# For want of a better term - Coming out of the Closet!



## satellite (Sep 3, 2010)

Hey dims.

I'm an 18 y/o FA still at high school in Australia.
Now I don't mind having a 'slim' partner, but I would much rather have a bigger one (personality going, of course). I have had a few GFs before, but none really of the body type I would want - however that is mainly due to personality than anything else. Yes, it is a preference, I don't mind that much, but I do love the fatties 

So the problem is acceptance at high school. I would be able to have a fairly large GF and just cast aside things people will say, but I think I would be able to do everyone a favour if I just 'came out' about my preferences. To some people this may not seem a big deal, but at a high school where you are constantly judged and there are very few larger people in the entire school, it is hard.
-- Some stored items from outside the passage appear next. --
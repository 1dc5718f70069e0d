use base64::engine::general_purpose::URL_SAFE_NO_PAD;
use base64::Engine;
use rand::RngCore;
use sha2::{Digest, Sha256};

/// PKCE verifier/challenge pair (S256 method).
#[derive(Debug, Clone)]
pub struct PkcePair {
    pub verifier: String,
    pub challenge: String,
}

/// 64 random bytes, base64url-encoded, hashed into an S256 challenge.
pub fn generate_pkce() -> PkcePair {
    let mut bytes = [0u8; 64];
    rand::thread_rng().fill_bytes(&mut bytes);
    let verifier = URL_SAFE_NO_PAD.encode(bytes);
    let challenge = challenge_for(&verifier);
    PkcePair { verifier, challenge }
}

pub fn challenge_for(verifier: &str) -> String {
    let digest = Sha256::digest(verifier.as_bytes());
    URL_SAFE_NO_PAD.encode(digest)
}

/// Random state nonce carried through the authorization redirect.
pub fn generate_state() -> String {
    let mut bytes = [0u8; 16];
    rand::thread_rng().fill_bytes(&mut bytes);
    hex::encode(bytes)
}
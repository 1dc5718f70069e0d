use regex::Regex;
use serde::{Deserialize, Serialize};
use std::fmt::{Display, Formatter};
use std::path::Path;
use std::str::FromStr;
use std::sync::LazyLock;

static IMAGE_REF_RE: LazyLock<Regex> = LazyLock::new(|| {
    Regex::new(r"^[a-zA-Z0-9][a-zA-Z0-9._\-/:]*$").expect("image ref regex must compile")
});

/// Structured container image reference: `host/namespace/repository:tag`.
///
/// The host is optional (references without one resolve to the default hub),
/// as is the namespace for library images like `ubuntu:24.04`.
#[derive(Debug, Clone, PartialEq, Eq, Serialize, Deserialize)]
pub struct ImageReference {
    pub registry_host: Option<String>,
    pub namespace: Option<String>,
    pub repository: String,
    pub tag: String,
}

impl ImageReference {
    pub fn local(repository: impl Into<String>, tag: impl Into<String>) -> Self {
        ImageReference {
            registry_host: None,
            namespace: None,
            repository: repository.into(),
            tag: tag.into(),
        }
    }

    pub fn with_namespace(
        host: Option<&str>,
        namespace: &str,
        repository: &str,
        tag: &str,
    ) -> Self {
        ImageReference {
            registry_host: host.map(str::to_string),
            namespace: Some(namespace.to_string()),
            repository: repository.to_string(),
            tag: tag.to_string(),
        }
    }

    /// Reference without the tag suffix, e.g. `ghcr.io/alice/vibekit-claude`.
    pub fn name(&self) -> String {
        let mut out = String::new();
        if let Some(host) = &self.registry_host {
            out.push_str(host);
            out.push('/');
        }
        if let Some(ns) = &self.namespace {
            out.push_str(ns);
            out.push('/');
        }
        out.push_str(&self.repository);
        out
    }
}

impl Display for ImageReference {
    fn fmt(&self, f: &mut Formatter<'_>) -> std::fmt::Result {
        write!(f, "{}:{}", self.name(), self.tag)
    }
}

impl FromStr for ImageReference {
    type Err = String;

    fn from_str(s: &str) -> Result<Self, Self::Err> {
        validate_image_ref(s).map_err(|e| e.to_string())?;

        let (name, tag) = match s.rsplit_once(':') {
            // A colon inside a path segment is a port on the registry host,
            // not a tag separator.
            Some((name, tag)) if !tag.contains('/') => (name, tag),
            _ => (s, "latest"),
        };

        let parts: Vec<&str> = name.split('/').collect();
        let reference = match parts.as_slice() {
            [repo] => ImageReference::local(*repo, tag),
            [ns, repo] => {
                // A first segment with a dot or colon is a registry host
                // (`ghcr.io/foo`), otherwise it is a hub namespace.
                if ns.contains('.') || ns.contains(':') {
                    ImageReference {
                        registry_host: Some(ns.to_string()),
                        namespace: None,
                        repository: repo.to_string(),
                        tag: tag.to_string(),
                    }
                } else {
                    ImageReference::with_namespace(None, ns, repo, tag)
                }
            }
            [host, middle @ .., repo] => ImageReference {
                registry_host: Some(host.to_string()),
                namespace: Some(middle.join("/")),
                repository: repo.to_string(),
                tag: tag.to_string(),
            },
            [] => return Err(format!("empty image reference: '{}'", s)),
        };

        Ok(reference)
    }
}

/// Reject image references containing anything outside the daemon's
/// reference grammar before they reach a spawned process.
pub fn validate_image_ref(reference: &str) -> Result<(), InvalidReference> {
    if reference.is_empty() || !IMAGE_REF_RE.is_match(reference) {
        return Err(InvalidReference {
            reference: reference.to_string(),
        });
    }
    Ok(())
}

#[derive(Debug, thiserror::Error)]
#[error("invalid image reference '{reference}'")]
pub struct InvalidReference {
    pub reference: String,
}

const SHELL_METACHARACTERS: &[char] = &[';', '&', '|', '`', '$', '(', ')', '<', '>'];

/// Reject paths with shell metacharacters, `..` traversal segments, or a
/// leading `~` before they are handed to the daemon or a child process.
pub fn validate_path(path: &Path) -> Result<(), InvalidPath> {
    let text = path.to_string_lossy();

    if text.starts_with('~') || text.chars().any(|c| SHELL_METACHARACTERS.contains(&c)) {
        return Err(InvalidPath {
            path: text.to_string(),
            reason: "contains shell metacharacters",
        });
    }
    if path
        .components()
        .any(|c| matches!(c, std::path::Component::ParentDir))
    {
        return Err(InvalidPath {
            path: text.to_string(),
            reason: "contains '..' segments",
        });
    }
    Ok(())
}

#[derive(Debug, thiserror::Error)]
#[error("invalid path '{path}': {reason}")]
pub struct InvalidPath {
    pub path: String,
    pub reason: &'static str,
}
//! linkd - Link Request Front-End
//!
//! Arsitektur:
//! - Binary Protocol: fixed 16-byte header + fixed-size payload per tipe
//! - Static Type Registry: dibangun sekali, read-only, dibagi tanpa lock
//! - Thread-per-Connection: decode blocking, satu link request per koneksi
//! - Process Handoff: socket diduplikasi ke fd 3 milik worker process

pub mod config;
pub mod error;
pub mod handoff;
pub mod network;
pub mod protocol;
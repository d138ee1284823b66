//! Command line and server configuration.

use std::net::{SocketAddr, ToSocketAddrs};
use std::path::PathBuf;

use clap::Parser;

use crate::error::ConfigError;
use crate::handoff::WorkerConfig;

pub const DEFAULT_LISTEN_ADDR: &str = ":40545";

#[derive(Parser, Debug, Clone)]
#[command(name = "linkd")]
#[command(about = "Accepts link requests and hands each connection to a linker worker")]
pub struct Args {
    /// Listen address; `:PORT` listens on all interfaces
    #[arg(long, default_value = DEFAULT_LISTEN_ADDR)]
    pub addr: String,

    /// Path to the linker worker executable
    #[arg(long = "lpath", default_value = "svclinker")]
    pub worker_path: PathBuf,

    /// Resolver endpoint passed to the worker (symbol to library)
    #[arg(long = "res-addr", default_value = "/var/run/svcsymres.sock")]
    pub resolver_addr: String,

    /// argv[0] given to the worker
    #[arg(long, default_value = "svclinker")]
    pub worker_name: String,

    /// Working directory for the worker (default: inherit)
    #[arg(long)]
    pub worker_dir: Option<PathBuf>,

    /// Reject frames whose declared size does not match their type
    #[arg(long)]
    pub strict_frame_size: bool,

    /// Enable debug logging
    #[arg(short, long)]
    pub debug: bool,
}

/// Server configuration
#[derive(Debug, Clone)]
pub struct ServerConfig {
    pub listen_addr: SocketAddr,
    pub strict_frame_size: bool,
    pub worker: WorkerConfig,
}

impl ServerConfig {
    pub fn from_args(args: &Args) -> Result<Self, ConfigError> {
        Ok(Self {
            listen_addr: parse_listen_addr(&args.addr)?,
            strict_frame_size: args.strict_frame_size,
            worker: WorkerConfig {
                path: args.worker_path.clone(),
                name: args.worker_name.clone(),
                resolver_addr: args.resolver_addr.clone(),
                working_dir: args.worker_dir.clone(),
            },
        })
    }
}

/// Parse `:PORT`, `HOST:PORT`, or `[V6]:PORT`.
///
/// Host kosong berarti semua interface (0.0.0.0). Hostname di-resolve
/// lewat resolver sistem; alamat pertama yang dipakai.
pub fn parse_listen_addr(addr: &str) -> Result<SocketAddr, ConfigError> {
    let invalid = |reason: &str| ConfigError::InvalidAddress {
        addr: addr.to_string(),
        reason: reason.to_string(),
    };

    if let Some(port) = addr.strip_prefix(':') {
        let port: u16 = port.parse().map_err(|_| invalid("invalid port"))?;
        return Ok(SocketAddr::from(([0, 0, 0, 0], port)));
    }

    if let Ok(parsed) = addr.parse::<SocketAddr>() {
        return Ok(parsed);
    }

    if !addr.contains(':') {
        return Err(invalid("missing port"));
    }

    addr.to_socket_addrs()
        .map_err(|source| ConfigError::Resolve {
            addr: addr.to_string(),
            source,
        })?
        .next()
        .ok_or_else(|| invalid("no addresses found"))
}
I have not even told my best friend(s) about my preference... anyone for that matter. They are good people, but there is a lot of 'fat hate'.

Now if I do find a nice big girl that I do like, I am hoping I would be able to 'come out' about my prefence if I did ask her out. I really think that telling people my prefence rather than dating and being sledged constantly for, etc 'being desperate' for wanting a larger GF (this has happened to a few people I knew) would be a much easier option.

So my question is, how should I 'come out' about telling my friends (other people can think what they want, I don't care) about my preference... should I tell my best friend first, see what he thinks or something... and yeah, I guess that's it for now :doh: hope that made sense.


----------



## Durin (Sep 3, 2010)

How about you look for the girl that you like and tell anyone else to take a long walk off a short pier if they give you shit about it. 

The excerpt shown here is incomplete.